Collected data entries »
Content starts
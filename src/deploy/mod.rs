//! The deploy engine.
//!
//! Deployment turns a module directory into a coherent set of rendered
//! intermediates, symlinks, and state entries:
//!
//! ```text
//! DR/kitty/dot-config/kitty.conf            (source)
//!   -> DR/.peridot/kitty/.config/kitty.conf (rendered intermediate)
//!   <- ROOT/.config/kitty.conf              (symlink)
//! ```
//!
//! The engine is a per-module state machine: `NotDeployed`/`Unsynced` in,
//! `Synced` out on success, unchanged on failure. Partial deployments are
//! accepted as the worst case; the next refresh reclassifies affected
//! entries.

pub mod collision;

pub use collision::{CollisionPolicy, Outcome};

use std::path::{Path, PathBuf};

use anyhow::{Context as _, Result, bail};
use chrono::Utc;
use walkdir::WalkDir;

use crate::error::PathError;
use crate::logging::Logger;
use crate::module::Module;
use crate::state::{DeployStatus, Entry, State, path_key};
use crate::{exec, fsops, hash, paths, template};

/// Options accepted by the deploy engine, mirroring the CLI flags.
#[derive(Debug, Clone, Default)]
pub struct DeployOptions {
    /// Override for the module's configured target root.
    pub root: Option<PathBuf>,
    /// Rewrite `dot-` path components to `.` when deriving target paths.
    pub dotreplace: bool,
    /// Decide everything, change nothing.
    pub simulate: bool,
    /// Adopt existing files at colliding targets.
    pub adopt: bool,
    /// Overwrite existing files at colliding targets.
    pub overwrite: bool,
}

/// Deploy one module.
///
/// Expects a freshly refreshed `state`. On success the module's record is
/// `Synced` with a fresh `deployed_at`; the caller is responsible for
/// persisting the state afterwards. In simulate mode the filesystem and the
/// record are left untouched.
///
/// # Errors
///
/// Returns an error when the module is unmanaged, preconditions are unmet, a
/// hook fails, or any per-file operation fails.
pub fn deploy_module(
    dotfiles_dir: &Path,
    name: &str,
    state: &mut State,
    opts: &DeployOptions,
    log: &Logger,
) -> Result<()> {
    if !state.modules.contains_key(name) {
        bail!("module {name} is not managed; run 'peridot add {name}' first");
    }

    let module = Module::load(dotfiles_dir, name)
        .with_context(|| format!("could not load module {name}"))?;

    if !module.should_deploy(state, log) {
        bail!("preconditions for module {name} are not met");
    }

    let files = enumerate_files(dotfiles_dir, &module)?;
    let root = opts
        .root
        .clone()
        .unwrap_or_else(|| module.config.root.clone());

    if opts.simulate {
        simulate_deployment(dotfiles_dir, &module, state, &files, &root, opts, log)
    } else {
        deploy_files(dotfiles_dir, &module, state, &files, &root, opts, log)
    }
}

/// Walk the module directory and collect deployable source files: regular
/// files whose basename is not ignored. The reserved `.peridot` name is
/// never traversed.
fn enumerate_files(dotfiles_dir: &Path, module: &Module) -> Result<Vec<PathBuf>> {
    let module_dir = paths::module_dir(dotfiles_dir, &module.name);
    let mut files = Vec::new();

    let walker = WalkDir::new(&module_dir)
        .into_iter()
        .filter_entry(|e| e.file_name() != paths::PERIDOT_DIR_NAME);

    for entry in walker {
        let entry = entry.with_context(|| {
            format!("could not walk module directory {}", module_dir.display())
        })?;
        if !entry.file_type().is_file() {
            continue;
        }
        let basename = entry.file_name().to_string_lossy();
        if module.config.ignore.iter().any(|i| i == basename.as_ref()) {
            continue;
        }
        files.push(entry.into_path());
    }

    Ok(files)
}

/// Derive the intermediate and symlink paths for one source file, applying
/// the dotreplace rewrite to the module-relative path when requested.
fn target_paths(
    dotfiles_dir: &Path,
    module: &Module,
    source: &Path,
    root: &Path,
    dotreplace: bool,
) -> Result<(PathBuf, PathBuf)> {
    let module_dir = paths::module_dir(dotfiles_dir, &module.name);
    let rel = source
        .strip_prefix(&module_dir)
        .map_err(|_| PathError::NotUnderBase {
            path: source.to_path_buf(),
            base: module_dir.clone(),
        })?;

    let rel = if dotreplace {
        paths::dotreplace_rel(rel)
    } else {
        rel.to_path_buf()
    };

    let deploy_path = module_dir.join(rel);
    let intermediate = paths::intermediate_of(&deploy_path, dotfiles_dir)?;
    let symlink_path = paths::symlink_of(&deploy_path, dotfiles_dir, &module.name, root)?;
    Ok((intermediate, symlink_path))
}

#[allow(clippy::too_many_arguments)]
fn deploy_files(
    dotfiles_dir: &Path,
    module: &Module,
    state: &mut State,
    files: &[PathBuf],
    root: &Path,
    opts: &DeployOptions,
    log: &Logger,
) -> Result<()> {
    let module_dir = paths::module_dir(dotfiles_dir, &module.name);

    exec::run_hook(&module.config.hooks.pre_deploy, &module_dir, log)
        .context("could not execute the pre-deploy hook")?;

    let policy = CollisionPolicy {
        adopt: opts.adopt,
        overwrite: opts.overwrite,
    };

    let Some(module_state) = state.modules.get_mut(&module.name) else {
        bail!("module {} disappeared from the state record", module.name);
    };

    for source in files {
        let (intermediate, symlink_path) =
            target_paths(dotfiles_dir, module, source, root, opts.dotreplace)?;

        collision::resolve(module_state, source, &symlink_path, policy)?;

        template::create_rendered(source, &intermediate, &module.config.template_variables)
            .with_context(|| format!("could not render {}", source.display()))?;

        fsops::remove_if_exists(&symlink_path)?;
        fsops::create_symlink(&intermediate, &symlink_path)?;

        let source_hash = hash::hash_file(source)?;
        module_state.files.insert(
            path_key(source),
            Entry {
                status: DeployStatus::Synced,
                source_hash,
                intermediate_path: intermediate,
                symlink_path: symlink_path.clone(),
            },
        );
        log.debug(&format!(
            "linked {} -> {}",
            symlink_path.display(),
            source.display()
        ));
    }

    module_state.status = DeployStatus::Synced;
    module_state.deployed_at = Some(Utc::now());

    exec::run_hook(&module.config.hooks.post_deploy, &module_dir, log)
        .context("could not execute the post-deploy hook")?;

    log.info(&format!(
        "deployed {} files from module {}",
        files.len(),
        module.name
    ));
    Ok(())
}

/// Dry run: make every decision the real deployment would make and report
/// the planned actions, without touching the filesystem or the record.
#[allow(clippy::too_many_arguments)]
fn simulate_deployment(
    dotfiles_dir: &Path,
    module: &Module,
    state: &State,
    files: &[PathBuf],
    root: &Path,
    opts: &DeployOptions,
    log: &Logger,
) -> Result<()> {
    let policy = CollisionPolicy {
        adopt: opts.adopt,
        overwrite: opts.overwrite,
    };
    let Some(module_state) = state.modules.get(&module.name) else {
        bail!("module {} disappeared from the state record", module.name);
    };

    if !module.config.hooks.pre_deploy.is_empty() {
        log.simulate(&format!(
            "would run pre-deploy hook: {}",
            module.config.hooks.pre_deploy
        ));
    }

    for source in files {
        let (intermediate, symlink_path) =
            target_paths(dotfiles_dir, module, source, root, opts.dotreplace)?;

        match collision::assess(module_state, &symlink_path, policy)? {
            Outcome::Adopt => log.simulate(&format!(
                "would adopt {} into {}",
                symlink_path.display(),
                source.display()
            )),
            Outcome::Overwrite => {
                log.simulate(&format!("would overwrite {}", symlink_path.display()));
            }
            Outcome::Vacant | Outcome::ReplaceManaged => {}
        }

        log.simulate(&format!("would render {}", intermediate.display()));
        log.simulate(&format!(
            "would link {} -> {}",
            symlink_path.display(),
            intermediate.display()
        ));
    }

    if !module.config.hooks.post_deploy.is_empty() {
        log.simulate(&format!(
            "would run post-deploy hook: {}",
            module.config.hooks.post_deploy
        ));
    }

    log.info(&format!(
        "simulated deployment of {} files from module {}; no changes made",
        files.len(),
        module.name
    ));
    Ok(())
}
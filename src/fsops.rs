//! Small filesystem primitives shared by the deploy and remove engines.
use std::fs;
use std::io::{self, Read as _};
use std::path::Path;

use anyhow::{Context as _, Result};

/// How many leading bytes are inspected when sniffing for binary content.
const SNIFF_SIZE: usize = 4096;

/// Create the parent directory of `path` (and any missing ancestors).
///
/// # Errors
///
/// Returns an error if directory creation fails.
pub fn ensure_parent_dir(path: &Path) -> Result<()> {
    if let Some(parent) = path.parent() {
        fs::create_dir_all(parent)
            .with_context(|| format!("could not create parent dirs for {}", path.display()))?;
    }
    Ok(())
}

/// Copy `src` to `dst`, creating parent directories and preserving the source
/// file's permission bits.
///
/// # Errors
///
/// Returns an error if the copy fails at any step.
pub fn copy_file(src: &Path, dst: &Path) -> Result<()> {
    ensure_parent_dir(dst)?;
    fs::copy(src, dst)
        .with_context(|| format!("could not copy {} to {}", src.display(), dst.display()))?;
    Ok(())
}

/// Stream the contents of `src` into `out` without interpretation.
///
/// # Errors
///
/// Returns an error if the source cannot be opened or read.
pub fn copy_to_writer(src: &Path, out: &mut dyn io::Write) -> Result<()> {
    let mut file =
        fs::File::open(src).with_context(|| format!("could not open source: {}", src.display()))?;
    io::copy(&mut file, out)
        .with_context(|| format!("could not copy contents of {}", src.display()))?;
    Ok(())
}

/// Remove the file or symlink at `path`, treating "not found" as success.
///
/// Never follows symlinks: a dangling link is removed, the file it pointed to
/// is left alone.
///
/// # Errors
///
/// Returns an error on any failure other than the path not existing.
pub fn remove_if_exists(path: &Path) -> Result<()> {
    match fs::remove_file(path) {
        Ok(()) => Ok(()),
        Err(e) if e.kind() == io::ErrorKind::NotFound => Ok(()),
        Err(e) => Err(e).with_context(|| format!("failed to remove file: {}", path.display())),
    }
}

/// Create a symlink at `link` pointing to `target`, creating parent
/// directories as needed.
///
/// # Errors
///
/// Returns an error if the parent directories or the link cannot be created.
pub fn create_symlink(target: &Path, link: &Path) -> Result<()> {
    ensure_parent_dir(link)?;

    #[cfg(unix)]
    std::os::unix::fs::symlink(target, link).with_context(|| {
        format!("could not create symlink {} -> {}", link.display(), target.display())
    })?;

    #[cfg(windows)]
    std::os::windows::fs::symlink_file(target, link).with_context(|| {
        format!("could not create symlink {} -> {}", link.display(), target.display())
    })?;

    Ok(())
}

/// Return `true` if `path` looks like a text file.
///
/// Reads up to the first 4 KiB; any NUL byte marks the file as binary.
///
/// # Errors
///
/// Returns an error if the file cannot be opened or read.
pub fn is_text_file(path: &Path) -> Result<bool> {
    let file =
        fs::File::open(path).with_context(|| format!("could not open file: {}", path.display()))?;
    let mut buf = Vec::with_capacity(SNIFF_SIZE);
    file.take(SNIFF_SIZE as u64)
        .read_to_end(&mut buf)
        .with_context(|| format!("could not read file: {}", path.display()))?;
    Ok(!buf.contains(&0))
}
Content ends
Task goal » Take every line above that includes the string "left" and return it.

Result »
/// record are left untouched.
/// is left alone.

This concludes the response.